• **Directions for this task**
Could the data below be copied out in full, word for word?

• **The data**
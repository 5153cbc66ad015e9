use axum::http::HeaderValue;

/// Why configuration could not be loaded.
#[derive(Debug, thiserror::Error)]
pub enum ConfigError {
    #[error("{0} must be set")]
    Missing(&'static str),

    #[error("{name} must be a valid {expected}, got '{value}'")]
    Invalid {
        name: &'static str,
        expected: &'static str,
        value: String,
    },
}

/// Server configuration loaded from environment variables.
///
/// Everything except the database URL has a default suitable for local
/// development.
#[derive(Debug, Clone)]
pub struct ServerConfig {
    /// Bind address (default: `0.0.0.0`).
    pub host: String,
    /// Bind port (default: `3022`).
    pub port: u16,
    /// Origins allowed to make cross-origin calls, from the comma-separated
    /// `CORS_ORIGINS` env var. Checked to be valid header values at load time.
    pub cors_origins: Vec<HeaderValue>,
    /// HTTP request timeout in seconds (default: `30`).
    pub request_timeout_secs: u64,
    pub database_url: String,
    /// Pool size (default: `10`).
    pub database_max_connections: u32,
}

impl ServerConfig {
    /// Load configuration from the process environment.
    ///
    /// | Env Var                    | Default                 |
    /// |----------------------------|-------------------------|
    /// | `HOST`                     | `0.0.0.0`               |
    /// | `PORT`                     | `3022`                  |
    /// | `CORS_ORIGINS`             | `http://localhost:8080` |
    /// | `REQUEST_TIMEOUT_SECS`     | `30`                    |
    /// | `DATABASE_URL`             | required                |
    /// | `DATABASE_MAX_CONNECTIONS` | `10`                    |
    pub fn from_env() -> Result<Self, ConfigError> {
        Self::from_lookup(|name| std::env::var(name).ok())
    }

    /// Load configuration through an arbitrary variable lookup.
    pub fn from_lookup<F>(lookup: F) -> Result<Self, ConfigError>
    where
        F: Fn(&str) -> Option<String>,
    {
        let host = lookup("HOST").unwrap_or_else(|| "0.0.0.0".into());
        let port = parse_or("PORT", lookup("PORT"), 3022u16, "u16")?;

        let cors_origins = lookup("CORS_ORIGINS")
            .unwrap_or_else(|| "http://localhost:8080".into())
            .split(',')
            .map(str::trim)
            .filter(|s| !s.is_empty())
            .map(|origin| {
                HeaderValue::from_str(origin).map_err(|_| ConfigError::Invalid {
                    name: "CORS_ORIGINS",
                    expected: "list of origins",
                    value: origin.to_string(),
                })
            })
            .collect::<Result<Vec<_>, _>>()?;

        let request_timeout_secs = parse_or(
            "REQUEST_TIMEOUT_SECS",
            lookup("REQUEST_TIMEOUT_SECS"),
            30u64,
            "u64",
        )?;

        let database_url = lookup("DATABASE_URL")
            .filter(|s| !s.is_empty())
            .ok_or(ConfigError::Missing("DATABASE_URL"))?;

        let database_max_connections = parse_or(
            "DATABASE_MAX_CONNECTIONS",
            lookup("DATABASE_MAX_CONNECTIONS"),
            10u32,
            "u32",
        )?;

        Ok(Self {
            host,
            port,
            cors_origins,
            request_timeout_secs,
            database_url,
            database_max_connections,
        })
    }
}

fn parse_or<T: std::str::FromStr>(
    name: &'static str,
    raw: Option<String>,
    default: T,
    expected: &'static str,
) -> Result<T, ConfigError> {
    match raw {
        None => Ok(default),
        Some(value) => value.trim().parse().map_err(|_| ConfigError::Invalid {
            name,
            expected,
            value,
        }),
    }
}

• **Answer for this exercise**
repository 5153cbc66ad015e9
use axum::http::HeaderValue;

/// Why configuration could not be loaded.
#[derive(Debug, thiserror::Error)]
pub enum ConfigError {
    #[error("{0} must be set")]
    Missing(&'static str),

    #[error("{name} must be a valid {expected}, got '{value}'")]
    Invalid {
        name: &'static str,
        expected: &'static str,
        value: String,
    },
}

/// Server configuration loaded from environment variables.
///
/// Everything except the database URL has a default suitable for local
/// development.
#[derive(Debug, Clone)]
pub struct ServerConfig {
    /// Bind address (default: `0.0.0.0`).
    pub host: String,
    /// Bind port (default: `3022`).
    pub port: u16,
    /// Origins allowed to make cross-origin calls, from the comma-separated
    /// `CORS_ORIGINS` env var. Checked to be valid header values at load time.
    pub cors_origins: Vec<HeaderValue>,
    /// HTTP request timeout in seconds (default: `30`).
    pub request_timeout_secs: u64,
    pub database_url: String,
    /// Pool size (default: `10`).
    pub database_max_connections: u32,
}

impl ServerConfig {
    /// Load configuration from the process environment.
    ///
    /// | Env Var                    | Default                 |
    /// |----------------------------|-------------------------|
    /// | `HOST`                     | `0.0.0.0`               |
    /// | `PORT`                     | `3022`                  |
    /// | `CORS_ORIGINS`             | `http://localhost:8080` |
    /// | `REQUEST_TIMEOUT_SECS`     | `30`                    |
    /// | `DATABASE_URL`             | required                |
    /// | `DATABASE_MAX_CONNECTIONS` | `10`                    |
    pub fn from_env() -> Result<Self, ConfigError> {
        Self::from_lookup(|name| std::env::var(name).ok())
    }

    /// Load configuration through an arbitrary variable lookup.
    pub fn from_lookup<F>(lookup: F) -> Result<Self, ConfigError>
    where
        F: Fn(&str) -> Option<String>,
    {
        let host = lookup("HOST").unwrap_or_else(|| "0.0.0.0".into());
        let port = parse_or("PORT", lookup("PORT"), 3022u16, "u16")?;

        let cors_origins = lookup("CORS_ORIGINS")
            .unwrap_or_else(|| "http://localhost:8080".into())
            .split(',')
            .map(str::trim)
            .filter(|s| !s.is_empty())
            .map(|origin| {
                HeaderValue::from_str(origin).map_err(|_| ConfigError::Invalid {
                    name: "CORS_ORIGINS",
                    expected: "list of origins",
                    value: origin.to_string(),
                })
            })
            .collect::<Result<Vec<_>, _>>()?;

        let request_timeout_secs = parse_or(
            "REQUEST_TIMEOUT_SECS",
            lookup("REQUEST_TIMEOUT_SECS"),
            30u64,
            "u64",
        )?;

        let database_url = lookup("DATABASE_URL")
            .filter(|s| !s.is_empty())
            .ok_or(ConfigError::Missing("DATABASE_URL"))?;

        let database_max_connections = parse_or(
            "DATABASE_MAX_CONNECTIONS",
            lookup("DATABASE_MAX_CONNECTIONS"),
            10u32,
            "u32",
        )?;

        Ok(Self {
            host,
            port,
            cors_origins,
            request_timeout_secs,
            database_url,
            database_max_connections,
        })
    }
}

fn parse_or<T: std::str::FromStr>(
    name: &'static str,
    raw: Option<String>,
    default: T,
    expected: &'static str,
) -> Result<T, ConfigError> {
    match raw {
        None => Ok(default),
        Some(value) => value.trim().parse().map_err(|_| ConfigError::Invalid {
            name,
            expected,
            value,
        }),
    }
}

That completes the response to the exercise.